Lucínio Duccini e Anselmo Roberto da Silva foram presos por roubo em Jaguapitã e reconhecidos pelo engenheiro. Eles foram transferidos para a cadeia de Cambé. Elias José dos Santos, preso na delegacia de Jaguapitã, deve ser recambiado para Cambé nos próximos dias.
Investigação da polícia, juntamente com o Serviço Reservado da PM de Cambé e Rolândia, levaram a Elias Santos. Os três denunciaram Máximo Neves como responsável pelo fornecimento de armas e organizador do assalto. O delegado de Cambé, Nasser Salmen, explica que Santos fazia o contato entre Máximo e os assaltantes.
‘‘O Máximo dava as ordens e as armas. Há informações que ele havia planejado um assalto ao Banestado de Jaguapitã, no dia em que estivesse de serviço’’, disse. A quadrilha foi reconhecida através de uma tatuagem na mão de Duccini.

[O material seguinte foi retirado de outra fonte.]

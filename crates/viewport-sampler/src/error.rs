use std::path::PathBuf;
use viewport_sampler_lib::DataError;

#[derive(Debug, thiserror::Error)]
pub enum AppError {
    #[error(transparent)]
    Data(#[from] DataError),

    #[error("Failed to read dataset {}: {source}", path.display())]
    Dataset {
        path: PathBuf,
        #[source]
        source: std::io::Error,
    },

    #[error("JSON error: {0}")]
    Json(#[from] serde_json::Error),

    #[error("Failed to start async runtime: {0}")]
    Runtime(#[source] std::io::Error),
}
use clap::{Parser, ValueEnum};
use geo::Coord;
use std::path::PathBuf;
use std::time::{Duration, SystemTime, UNIX_EPOCH};
use viewport_sampler_lib::{
    BoxPolygonBuilder, Config, DEFAULT_PRECISION_DEGREES, DEFAULT_ROOT_FINDING_ITERATIONS,
    ResolverStrategy, StationField, StationFilter, ViewportRequest,
};

/// Environment variable naming the dataset file when `--dataset` is absent
pub const DATASET_ENV: &str = "VIEWPORT_SAMPLER_DATASET";

#[derive(Parser, Debug, Clone)]
#[clap(author, version, about, long_about = None)]
/// Viewport Sampler - Query an evenly spread, bounded sample of stations inside a map viewport
pub struct Settings {
    /// South-west corner of the viewport
    #[clap(long, value_name = "LON,LAT", value_parser = parse_corner, allow_hyphen_values = true)]
    pub sw: Coord<f64>,

    /// North-east corner of the viewport
    #[clap(long, value_name = "LON,LAT", value_parser = parse_corner, allow_hyphen_values = true)]
    pub ne: Coord<f64>,

    /// Requested number of stations (default 20, capped at 500)
    #[clap(short, long)]
    pub limit: Option<u32>,

    /// Maximum latitude deviation of the viewport polygon edges, in degrees
    #[clap(short, long, default_value_t = DEFAULT_PRECISION_DEGREES, value_parser = parse_precision)]
    pub precision: f64,

    /// Cluster level resolution algorithm
    #[clap(long, value_enum, default_value_t = Strategy::Regression)]
    pub strategy: Strategy,

    /// Iteration cap of the root-finding strategy
    #[clap(long, default_value_t = DEFAULT_ROOT_FINDING_ITERATIONS)]
    pub iterations: u32,

    /// Timeout of every store call, in milliseconds
    #[clap(long, value_name = "MS")]
    pub timeout_ms: Option<u64>,

    /// Only return stations of this provider
    #[clap(long)]
    pub provider: Option<String>,

    /// Station fields to return besides the id, comma separated (default: all)
    #[clap(short, long, value_name = "FIELD", value_delimiter = ',', value_parser = parse_field)]
    pub keys: Vec<StationField>,

    /// Also return hidden stations
    #[clap(long, default_value = "false")]
    pub include_hidden: bool,

    /// Only return stations measured within this many days (0 disables the filter)
    #[clap(long, default_value = "30")]
    pub max_age_days: u64,

    /// JSON array of stations to load (falls back to $VIEWPORT_SAMPLER_DATASET, then to a synthetic grid)
    #[clap(short, long, value_name = "FILE")]
    pub dataset: Option<PathBuf>,

    /// Synthetic grid depth: 2^depth stations per side, cluster ranks 0..=depth
    #[clap(long, default_value = "6")]
    pub synthetic_depth: u32,

    /// Log debug output (ignored when RUST_LOG is set)
    #[clap(short, long, default_value = "false")]
    pub verbose: bool,
}

#[derive(ValueEnum, Debug, Clone, Copy, PartialEq, Eq)]
pub enum Strategy {
    Regression,
    RootFinding,
}

impl Settings {
    pub fn from_cli() -> Self {
        match Settings::try_parse() {
            Ok(args) => args,
            Err(e) => e.exit(),
        }
    }

    pub fn config(&self) -> Config {
        let strategy = match self.strategy {
            Strategy::Regression => ResolverStrategy::Regression,
            Strategy::RootFinding => ResolverStrategy::RootFinding {
                max_iterations: self.iterations,
            },
        };
        Config {
            precision_degrees: self.precision,
            strategy,
            oracle_timeout: self.timeout_ms.map(Duration::from_millis),
            ..Default::default()
        }
    }

    pub fn request(&self) -> ViewportRequest {
        ViewportRequest {
            sw: self.sw,
            ne: self.ne,
            limit: self.limit,
            filter: StationFilter {
                provider: self.provider.clone(),
                include_hidden: self.include_hidden,
                measured_since: self.measured_since(unix_now()),
            },
            fields: (!self.keys.is_empty()).then(|| self.keys.clone()),
        }
    }

    /// Oldest accepted measurement timestamp, relative to `now`
    pub fn measured_since(&self, now: i64) -> Option<i64> {
        let max_age = i64::try_from(self.max_age_days).ok()?.checked_mul(SECONDS_PER_DAY)?;
        (max_age > 0).then(|| now.saturating_sub(max_age))
    }

    /// Dataset file from the command line or the environment
    pub fn dataset_path(&self) -> Option<PathBuf> {
        self.dataset.clone().or_else(|| get_env(DATASET_ENV))
    }
}

const SECONDS_PER_DAY: i64 = 24 * 60 * 60;

/// Current unix timestamp in seconds
pub fn unix_now() -> i64 {
    SystemTime::now()
        .duration_since(UNIX_EPOCH)
        .map_or(0, |elapsed| elapsed.as_secs() as i64)
}

/// Generic function to get environment variable, parsing it to the desired type.
pub fn get_env<T: std::str::FromStr>(key: &str) -> Option<T> {
    std::env::var(key).ok().and_then(|s| s.parse().ok())
}

fn parse_precision(s: &str) -> Result<f64, String> {
    let precision = s
        .trim()
        .parse::<f64>()
        .map_err(|e| format!("invalid precision {s:?}: {e}"))?;
    BoxPolygonBuilder::new(precision)
        .map(|builder| builder.precision_degrees())
        .map_err(|e| e.to_string())
}

fn parse_field(s: &str) -> Result<StationField, String> {
    s.parse().map_err(|e: viewport_sampler_lib::DataError| e.to_string())
}

fn parse_corner(s: &str) -> Result<Coord<f64>, String> {
    let (lon, lat) = s
        .split_once(',')
        .ok_or_else(|| format!("expected LON,LAT, got {s:?}"))?;
    let lon = lon
        .trim()
        .parse::<f64>()
        .map_err(|e| format!("invalid longitude {lon:?}: {e}"))?;
    let lat = lat
        .trim()
        .parse::<f64>()
        .map_err(|e| format!("invalid latitude {lat:?}: {e}"))?;
    Ok(Coord { x: lon, y: lat })
}
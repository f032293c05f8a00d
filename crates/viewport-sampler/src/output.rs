use serde_json::{Value, json};
use viewport_sampler_lib::{BoxPolygon, Station, StationField, ViewportSample};

/// `{ "level": ..., "geometry": ..., "stations": [...] }`
///
/// `level` is null when no level filter was applied, `geometry` is null for an empty
/// viewport. With `fields` set, each station only carries its id and those keys.
pub fn render(sample: &ViewportSample, fields: Option<&[StationField]>) -> Value {
    let stations: Vec<Value> = sample
        .stations
        .iter()
        .map(|station| render_station(station, fields))
        .collect();
    json!({
        "level": sample.resolution.level(),
        "geometry": sample.geometry.as_ref().map(BoxPolygon::to_geojson),
        "stations": stations,
    })
}

fn render_station(station: &Station, fields: Option<&[StationField]>) -> Value {
    let mut value = json!(station);
    if let (Some(fields), Value::Object(map)) = (fields, &mut value) {
        map.retain(|key, _| {
            key == StationField::Id.as_str() || fields.iter().any(|field| field.as_str() == key)
        });
    }
    value
}
mod dataset;
mod error;
mod logging;
mod output;
mod settings;

use error::AppError;
use settings::Settings;
use viewport_sampler_lib::{CachedBounds, ViewportSampler};

fn main() -> Result<(), AppError> {
    let settings = Settings::from_cli();
    logging::setup_logging(settings.verbose);

    let rt = tokio::runtime::Builder::new_multi_thread()
        .enable_all()
        .build()
        .map_err(AppError::Runtime)?;

    rt.block_on(run(settings))
}

async fn run(settings: Settings) -> Result<(), AppError> {
    let config = settings.config();
    let store = dataset::load_store(&settings)?;
    tracing::info!(stations = store.len(), "dataset loaded");

    let bounds = CachedBounds::with_ttl(store.clone(), config.bounds_ttl);
    let sampler = ViewportSampler::new(config)?;
    let request = settings.request();
    let sample = sampler.sample(&store, &bounds, &request).await?;
    tracing::info!(
        level = ?sample.resolution.level(),
        stations = sample.stations.len(),
        "viewport sampled"
    );

    let rendered = output::render(&sample, request.fields.as_deref());
    println!("{}", serde_json::to_string_pretty(&rendered)?);
    Ok(())
}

A polícia agora investiga a ligação desta quadrilha com outras, envolvendo policiais militares em assaltos a bancos e ônibus de turismo na região. Máximo é o quarto PM preso, envolvido em formação de quadrilha, nos últimos seis meses. Dois policiais são do 15º Batalhão em Rolândia e um do 5º BPM, em Londrina.